--- REQUIREMENT ---
Check each line of the listing below for the string "LASTCMDRET", and copy the ones that have it.

--- DATASET EXCERPTS ---
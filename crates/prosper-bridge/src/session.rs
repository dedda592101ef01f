//! Scoped sessions with the host application's automation server.
//!
//! A [`Connector`] knows how to reach a host; a [`Session`] owns one live
//! connection and releases it when dropped, so early returns and `?` can
//! never leak a connection.
//!
//! ```text
//! Session::open(&connector) --> get / set / command ... --> drop => disconnect
//! ```

use std::path::Path;

use prosper_types::{AppName, VariableId};

use crate::error::BridgeError;
use crate::wait::{BackoffPolicy, wait_for_completion};

/// Variable holding the result of the last network-level function.
const GAP_LAST_RETURN: &str = "GAP.LASTCMDRET";

/// Synchronous request/response calls exposed by the host.
///
/// Implementations check the host's last-error state after every call and
/// report a non-zero code as an `Err`.
pub trait AutomationServer {
    /// Run a command and wait for it to return.
    ///
    /// # Errors
    ///
    /// Returns [`BridgeError::Command`] if the host rejects the command.
    fn do_command(&mut self, command: &str) -> Result<(), BridgeError>;

    /// Start a command without waiting for it to finish.
    ///
    /// # Errors
    ///
    /// Returns [`BridgeError::Command`] if the host rejects the command.
    fn do_command_async(&mut self, command: &str) -> Result<(), BridgeError>;

    /// Whether `app` is still executing an asynchronous command.
    ///
    /// # Errors
    ///
    /// Returns an error if the host cannot be queried.
    fn is_busy(&mut self, app: AppName) -> Result<bool, BridgeError>;

    /// Read a variable's value as text.
    ///
    /// # Errors
    ///
    /// Returns [`BridgeError::Host`] if the host reports an error.
    fn get_value(&mut self, variable: &VariableId) -> Result<String, BridgeError>;

    /// Write a variable's value as text.
    ///
    /// # Errors
    ///
    /// Returns [`BridgeError::Host`] if the host reports an error.
    fn set_value(&mut self, variable: &VariableId, value: &str) -> Result<(), BridgeError>;

    /// Check the last-error state `app` left behind.
    ///
    /// # Errors
    ///
    /// Returns [`BridgeError::Command`] if the last command reported an
    /// error.
    fn last_error(&mut self, app: AppName) -> Result<(), BridgeError>;
}

/// Opens and closes connections to an automation server.
pub trait Connector {
    /// The live connection type.
    type Server: AutomationServer;

    /// Open a new connection.
    ///
    /// # Errors
    ///
    /// Returns [`BridgeError::Connect`] if the host is unreachable.
    fn connect(&self) -> Result<Self::Server, BridgeError>;

    /// Release a connection. Must not fail.
    fn disconnect(&self, server: Self::Server);
}

/// One live connection, released on drop.
pub struct Session<'c, C: Connector> {
    connector: &'c C,
    server: Option<C::Server>,
}

impl<'c, C: Connector> Session<'c, C> {
    /// Connect through `connector`.
    ///
    /// # Errors
    ///
    /// Returns the connector's error if the connection cannot be made.
    pub fn open(connector: &'c C) -> Result<Self, BridgeError> {
        let server = connector.connect()?;
        tracing::debug!("Automation session opened");
        Ok(Self {
            connector,
            server: Some(server),
        })
    }

    /// Release the connection now instead of at end of scope.
    pub fn close(mut self) {
        self.release();
    }

    fn release(&mut self) {
        if let Some(server) = self.server.take() {
            self.connector.disconnect(server);
            tracing::debug!("Automation session closed");
        }
    }

    fn server(&mut self) -> Result<&mut C::Server, BridgeError> {
        self.server.as_mut().ok_or(BridgeError::Closed)
    }

    /// Run a command.
    ///
    /// # Errors
    ///
    /// Returns [`BridgeError::Command`] if the host rejects it.
    pub fn command(&mut self, command: &str) -> Result<(), BridgeError> {
        tracing::debug!(command, "Running host command");
        self.server()?.do_command(command)
    }

    /// Load a model file into the nodal-analysis application.
    ///
    /// # Errors
    ///
    /// Returns [`BridgeError::Command`] if the host cannot open the file.
    pub fn open_model(&mut self, path: &Path) -> Result<(), BridgeError> {
        tracing::info!(path = %path.display(), "Opening model");
        self.command(&format!("{}.OPENFILE({})", AppName::Prosper, path.display()))
    }

    /// Save the model currently loaded in the nodal-analysis application.
    ///
    /// # Errors
    ///
    /// Returns [`BridgeError::Command`] if the host cannot write the file.
    pub fn save_model(&mut self, path: &Path) -> Result<(), BridgeError> {
        tracing::info!(path = %path.display(), "Saving model");
        self.command(&format!("{}.SAVEFILE({})", AppName::Prosper, path.display()))
    }

    /// Start a long-running command and wait for the host to finish it.
    ///
    /// # Errors
    ///
    /// Returns [`BridgeError::Type`] if the command has no valid application
    /// prefix, [`BridgeError::Command`] if the host rejects it, and
    /// [`BridgeError::Timeout`] if the host stays busy past
    /// `policy.timeout`.
    pub async fn run_slow_command(
        &mut self,
        command: &str,
        policy: &BackoffPolicy,
    ) -> Result<(), BridgeError> {
        let app = command_app(command)?;
        let server = self.server()?;
        server.do_command_async(command)?;
        wait_for_completion(app, policy, || server.is_busy(app)).await?;
        server.last_error(app)
    }

    /// Run a network-level function and return what it left in
    /// `GAP.LASTCMDRET`.
    ///
    /// # Errors
    ///
    /// Same as [`Session::run_slow_command`], plus [`BridgeError::Host`] if
    /// the return value cannot be read.
    pub async fn gap_function(
        &mut self,
        command: &str,
        policy: &BackoffPolicy,
    ) -> Result<String, BridgeError> {
        self.run_slow_command(command, policy).await?;
        self.get(&VariableId::parse(GAP_LAST_RETURN)?)
    }

    /// Read a variable.
    ///
    /// # Errors
    ///
    /// Returns [`BridgeError::Host`] if the host reports an error.
    pub fn get(&mut self, variable: &VariableId) -> Result<String, BridgeError> {
        self.server()?.get_value(variable)
    }

    /// Write a variable.
    ///
    /// # Errors
    ///
    /// Returns [`BridgeError::Host`] if the host reports an error.
    pub fn set(&mut self, variable: &VariableId, value: &str) -> Result<(), BridgeError> {
        self.server()?.set_value(variable, value)
    }
}

impl<C: Connector> Drop for Session<'_, C> {
    fn drop(&mut self) {
        self.release();
    }
}

/// The application a command is addressed to (`GAP.SOLVENETWORK(...)`).
///
/// # Errors
///
/// Returns [`prosper_types::TypeError::MalformedVariable`] if there is no
/// prefix and [`prosper_types::TypeError::UnknownApplication`] if the
/// prefix is not recognised.
pub fn command_app(command: &str) -> Result<AppName, BridgeError> {
    let command = command.trim();
    let prefix = command
        .split_once('.')
        .map(|(prefix, _)| prefix)
        .filter(|prefix| !prefix.is_empty())
        .ok_or_else(|| prosper_types::TypeError::MalformedVariable {
            input: command.to_owned(),
            reason: "command has no application prefix",
        })?;
    Ok(prefix.parse::<AppName>()?)
}

#[cfg(test)]
#[allow(clippy::unwrap_used)]
mod tests {
    use super::*;

    #[test]
    fn command_app_from_prefix() {
        assert_eq!(
            command_app("PROSPER.OPENFILE(C:\\models\\a.Out)").unwrap(),
            AppName::Prosper
        );
        assert_eq!(command_app("gap.solvenetwork(0)").unwrap(), AppName::Gap);
    }

    #[test]
    fn command_app_rejects_bad_prefixes() {
        assert!(command_app("OPENFILE").is_err());
        assert!(command_app(".OPENFILE").is_err());
        assert!(command_app("EXCEL.RUN()").is_err());
    }
}
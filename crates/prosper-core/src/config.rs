//! Configuration loading and typed config structures for the model-history
//! workflows.
//!
//! The configuration lives in `prosper-mc.yaml` next to the binary. This
//! module defines strongly-typed structs that mirror the YAML structure,
//! and provides a loader that reads and validates the file.

use std::path::{Path, PathBuf};
use std::time::Duration;

use prosper_bridge::{BackoffPolicy, Filter};
use prosper_history::{HistoryError, StoreConfig};
use prosper_types::{EntityName, LabelGenerator, VariableId};
use serde::Deserialize;

/// Environment variable overriding `store.path`.
pub const ENV_DB_PATH: &str = "PROSPER_DB_PATH";

/// Environment variable overriding `workflow.models_dir`.
pub const ENV_MODELS_DIR: &str = "PROSPER_MODELS_DIR";

/// Errors that can occur when loading configuration.
#[derive(Debug, thiserror::Error)]
pub enum ConfigError {
    /// Failed to read the configuration file from disk.
    #[error("failed to read config file: {source}")]
    Io {
        /// The underlying I/O error.
        #[from]
        source: std::io::Error,
    },

    /// Failed to parse YAML content.
    #[error("failed to parse config YAML: {source}")]
    Yaml {
        /// The underlying YAML parse error.
        source: serde_yml::Error,
    },

    /// A value parsed but is not usable.
    #[error("invalid config value for {field}: {reason}")]
    Invalid {
        /// Dotted path of the offending field.
        field: &'static str,
        /// What is wrong with it.
        reason: String,
    },
}

impl From<serde_yml::Error> for ConfigError {
    fn from(source: serde_yml::Error) -> Self {
        Self::Yaml { source }
    }
}

/// Top-level configuration.
///
/// Mirrors the structure of `prosper-mc.yaml`. Every section is optional
/// and falls back to the defaults of the original field workflow.
#[derive(Debug, Clone, Default, PartialEq, Eq, Deserialize)]
pub struct HistoryConfig {
    /// History store file settings.
    #[serde(default)]
    pub store: StorageConfig,

    /// Which variables to read from a model.
    #[serde(default)]
    pub capture: CaptureConfig,

    /// Entity, model paths and label naming.
    #[serde(default)]
    pub workflow: WorkflowConfig,

    /// Perturbation exercise parameters.
    #[serde(default)]
    pub exercise: ExerciseConfig,

    /// Polling schedule for long-running host commands.
    #[serde(default)]
    pub wait: WaitConfig,
}

impl HistoryConfig {
    /// Load configuration from a YAML file at the given path.
    ///
    /// Environment variables override YAML values:
    /// - `PROSPER_DB_PATH` overrides `store.path`
    /// - `PROSPER_MODELS_DIR` overrides `workflow.models_dir`
    ///
    /// # Errors
    ///
    /// Returns [`ConfigError::Io`] if the file cannot be read,
    /// [`ConfigError::Yaml`] if the content is not valid YAML, or
    /// [`ConfigError::Invalid`] if a value fails validation.
    pub fn from_file(path: &Path) -> Result<Self, ConfigError> {
        let contents = std::fs::read_to_string(path)?;
        Self::parse(&contents)
    }

    /// Parse configuration from a YAML string, applying environment
    /// overrides.
    ///
    /// # Errors
    ///
    /// Returns [`ConfigError::Yaml`] if the string is not valid YAML, or
    /// [`ConfigError::Invalid`] if a value fails validation.
    pub fn parse(yaml: &str) -> Result<Self, ConfigError> {
        let mut config: Self = serde_yml::from_str(yaml)?;
        config.apply_env_overrides();
        config.validate()?;
        Ok(config)
    }

    /// Apply `PROSPER_*` overrides from the process environment.
    pub fn apply_env_overrides(&mut self) {
        self.apply_overrides_from(|name| std::env::var(name).ok());
    }

    /// Apply overrides from an arbitrary variable lookup.
    pub fn apply_overrides_from<F>(&mut self, lookup: F)
    where
        F: Fn(&str) -> Option<String>,
    {
        if let Some(val) = lookup(ENV_DB_PATH) {
            self.store.path = PathBuf::from(val);
        }
        if let Some(val) = lookup(ENV_MODELS_DIR) {
            self.workflow.models_dir = PathBuf::from(val);
        }
    }

    /// Check values serde cannot check on its own.
    ///
    /// # Errors
    ///
    /// Returns [`ConfigError::Invalid`] naming the first bad field.
    pub fn validate(&self) -> Result<(), ConfigError> {
        self.store.store_config()?;
        self.workflow.entity()?;
        self.workflow.label_generator()?;
        self.exercise.targets()?;

        if self.exercise.min_percent > self.exercise.max_percent {
            return Err(ConfigError::Invalid {
                field: "exercise.min_percent",
                reason: format!(
                    "{} is greater than exercise.max_percent ({})",
                    self.exercise.min_percent, self.exercise.max_percent
                ),
            });
        }
        if self.wait.initial_step_ms == 0 || self.wait.max_step_ms == 0 {
            return Err(ConfigError::Invalid {
                field: "wait",
                reason: "poll steps must be at least 1 ms".to_owned(),
            });
        }
        if self.workflow.model_extension.trim().is_empty() {
            return Err(ConfigError::Invalid {
                field: "workflow.model_extension",
                reason: "must not be empty".to_owned(),
            });
        }
        Ok(())
    }
}

/// History store file settings.
#[derive(Debug, Clone, PartialEq, Eq, Deserialize)]
pub struct StorageConfig {
    /// Path of the `SQLite` file.
    #[serde(default = "default_store_path")]
    pub path: PathBuf,

    /// Name of the key column in every entity table.
    #[serde(default = "default_key_column")]
    pub key_column: String,

    /// Milliseconds to wait on a locked database.
    #[serde(default = "default_busy_timeout_ms")]
    pub busy_timeout_ms: u64,
}

impl StorageConfig {
    /// Build the store configuration.
    ///
    /// # Errors
    ///
    /// Returns [`ConfigError::Invalid`] if the key column name is invalid.
    pub fn store_config(&self) -> Result<StoreConfig, ConfigError> {
        StoreConfig::new(&self.path)
            .with_key_column(&self.key_column)
            .map(|config| config.with_busy_timeout(Duration::from_millis(self.busy_timeout_ms)))
            .map_err(|err: HistoryError| ConfigError::Invalid {
                field: "store.key_column",
                reason: err.to_string(),
            })
    }
}

impl Default for StorageConfig {
    fn default() -> Self {
        Self {
            path: default_store_path(),
            key_column: default_key_column(),
            busy_timeout_ms: default_busy_timeout_ms(),
        }
    }
}

/// Which variables to read from a model.
#[derive(Debug, Clone, PartialEq, Eq, Deserialize)]
pub struct CaptureConfig {
    /// Text file listing one variable per line.
    #[serde(default = "default_variables_file")]
    pub variables_file: PathBuf,

    /// Substrings selecting which listed variables are actually read.
    #[serde(default = "default_filter")]
    pub filter: Vec<String>,
}

impl CaptureConfig {
    /// The configured variable filter.
    pub fn filter(&self) -> Filter {
        Filter::new(&self.filter)
    }
}

impl Default for CaptureConfig {
    fn default() -> Self {
        Self {
            variables_file: default_variables_file(),
            filter: default_filter(),
        }
    }
}

/// Entity, model paths and label naming.
#[derive(Debug, Clone, PartialEq, Eq, Deserialize)]
pub struct WorkflowConfig {
    /// Entity table the exercise writes to.
    #[serde(default = "default_entity")]
    pub entity: String,

    /// Model opened by the exercise.
    #[serde(default = "default_model_path")]
    pub model_path: PathBuf,

    /// Directory scanned when initialising history.
    #[serde(default = "default_models_dir")]
    pub models_dir: PathBuf,

    /// Model file extension, compared case-insensitively.
    #[serde(default = "default_model_extension")]
    pub model_extension: String,

    /// Prefix of generated snapshot labels.
    #[serde(default = "default_label_prefix")]
    pub label_prefix: String,
}

impl WorkflowConfig {
    /// The validated entity name.
    ///
    /// # Errors
    ///
    /// Returns [`ConfigError::Invalid`] if the name is not a valid table
    /// name.
    pub fn entity(&self) -> Result<EntityName, ConfigError> {
        EntityName::parse(&self.entity).map_err(|err| ConfigError::Invalid {
            field: "workflow.entity",
            reason: err.to_string(),
        })
    }

    /// A label generator using the configured prefix.
    ///
    /// # Errors
    ///
    /// Returns [`ConfigError::Invalid`] if the prefix cannot start a valid
    /// label.
    pub fn label_generator(&self) -> Result<LabelGenerator, ConfigError> {
        LabelGenerator::new(&self.label_prefix).map_err(|err| ConfigError::Invalid {
            field: "workflow.label_prefix",
            reason: err.to_string(),
        })
    }
}

impl Default for WorkflowConfig {
    fn default() -> Self {
        Self {
            entity: default_entity(),
            model_path: default_model_path(),
            models_dir: default_models_dir(),
            model_extension: default_model_extension(),
            label_prefix: default_label_prefix(),
        }
    }
}

/// Perturbation exercise parameters.
#[derive(Debug, Clone, PartialEq, Eq, Deserialize)]
pub struct ExerciseConfig {
    /// Number of perturbed snapshots written after the first capture.
    #[serde(default = "default_iterations")]
    pub iterations: u32,

    /// Variables whose values are perturbed and reported.
    #[serde(default = "default_targets")]
    pub targets: Vec<String>,

    /// Lowest scale factor, in percent.
    #[serde(default = "default_min_percent")]
    pub min_percent: u32,

    /// Highest scale factor, in percent.
    #[serde(default = "default_max_percent")]
    pub max_percent: u32,

    /// Random seed for reproducible runs. Unset means a fresh seed.
    #[serde(default)]
    pub seed: Option<u64>,
}

impl ExerciseConfig {
    /// The validated target identifiers.
    ///
    /// # Errors
    ///
    /// Returns [`ConfigError::Invalid`] naming the first bad target.
    pub fn targets(&self) -> Result<Vec<VariableId>, ConfigError> {
        self.targets
            .iter()
            .map(|target| {
                VariableId::parse(target).map_err(|err| ConfigError::Invalid {
                    field: "exercise.targets",
                    reason: err.to_string(),
                })
            })
            .collect()
    }
}

impl Default for ExerciseConfig {
    fn default() -> Self {
        Self {
            iterations: default_iterations(),
            targets: default_targets(),
            min_percent: default_min_percent(),
            max_percent: default_max_percent(),
            seed: None,
        }
    }
}

/// Polling schedule for long-running host commands.
#[derive(Debug, Clone, PartialEq, Eq, Deserialize)]
pub struct WaitConfig {
    /// First sleep between polls.
    #[serde(default = "default_initial_step_ms")]
    pub initial_step_ms: u64,

    /// Ceiling for a single sleep.
    #[serde(default = "default_max_step_ms")]
    pub max_step_ms: u64,

    /// Overall wait cap.
    #[serde(default = "default_timeout_ms")]
    pub timeout_ms: u64,
}

impl WaitConfig {
    /// The polling policy described by this section.
    pub const fn policy(&self) -> BackoffPolicy {
        BackoffPolicy {
            initial_step: Duration::from_millis(self.initial_step_ms),
            max_step: Duration::from_millis(self.max_step_ms),
            timeout: Duration::from_millis(self.timeout_ms),
        }
    }
}

impl Default for WaitConfig {
    fn default() -> Self {
        Self {
            initial_step_ms: default_initial_step_ms(),
            max_step_ms: default_max_step_ms(),
            timeout_ms: default_timeout_ms(),
        }
    }
}

// ---------------------------------------------------------------------------
// Default value functions
// ---------------------------------------------------------------------------

fn default_store_path() -> PathBuf {
    PathBuf::from("model_history.sqlite")
}

fn default_key_column() -> String {
    prosper_history::DEFAULT_KEY_COLUMN.to_owned()
}

const fn default_busy_timeout_ms() -> u64 {
    5000
}

fn default_variables_file() -> PathBuf {
    PathBuf::from("Prosper_OS_Variables_main.txt")
}

fn default_filter() -> Vec<String> {
    vec![".PVT".to_owned(), ".SIN".to_owned(), ".COR".to_owned()]
}

fn default_entity() -> String {
    "Well01".to_owned()
}

fn default_model_path() -> PathBuf {
    PathBuf::from("models/well_A.Out")
}

fn default_models_dir() -> PathBuf {
    PathBuf::from("models")
}

fn default_model_extension() -> String {
    "OUT".to_owned()
}

fn default_label_prefix() -> String {
    "Update".to_owned()
}

const fn default_iterations() -> u32 {
    50
}

fn default_targets() -> Vec<String> {
    [
        "PROSPER.SIN.IPR.SINGLE.PRES",
        "PROSPER.SIN.IPR.SINGLE.PINDEX",
        "PROSPER.SIN.IPR.SINGLE.WC",
        "PROSPER.ANL.COR.CORR[{PETROLEUMEXPERTS2}].A[0]",
        "PROSPER.ANL.COR.CORR[{PETROLEUMEXPERTS2}].A[1]",
    ]
    .into_iter()
    .map(str::to_owned)
    .collect()
}

const fn default_min_percent() -> u32 {
    95
}

const fn default_max_percent() -> u32 {
    105
}

const fn default_initial_step_ms() -> u64 {
    1
}

const fn default_max_step_ms() -> u64 {
    2000
}

const fn default_timeout_ms() -> u64 {
    600_000
}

--- ANSWER FOR THIS EXERCISE ---
const GAP_LAST_RETURN: &str = "GAP.LASTCMDRET";
    /// `GAP.LASTCMDRET`.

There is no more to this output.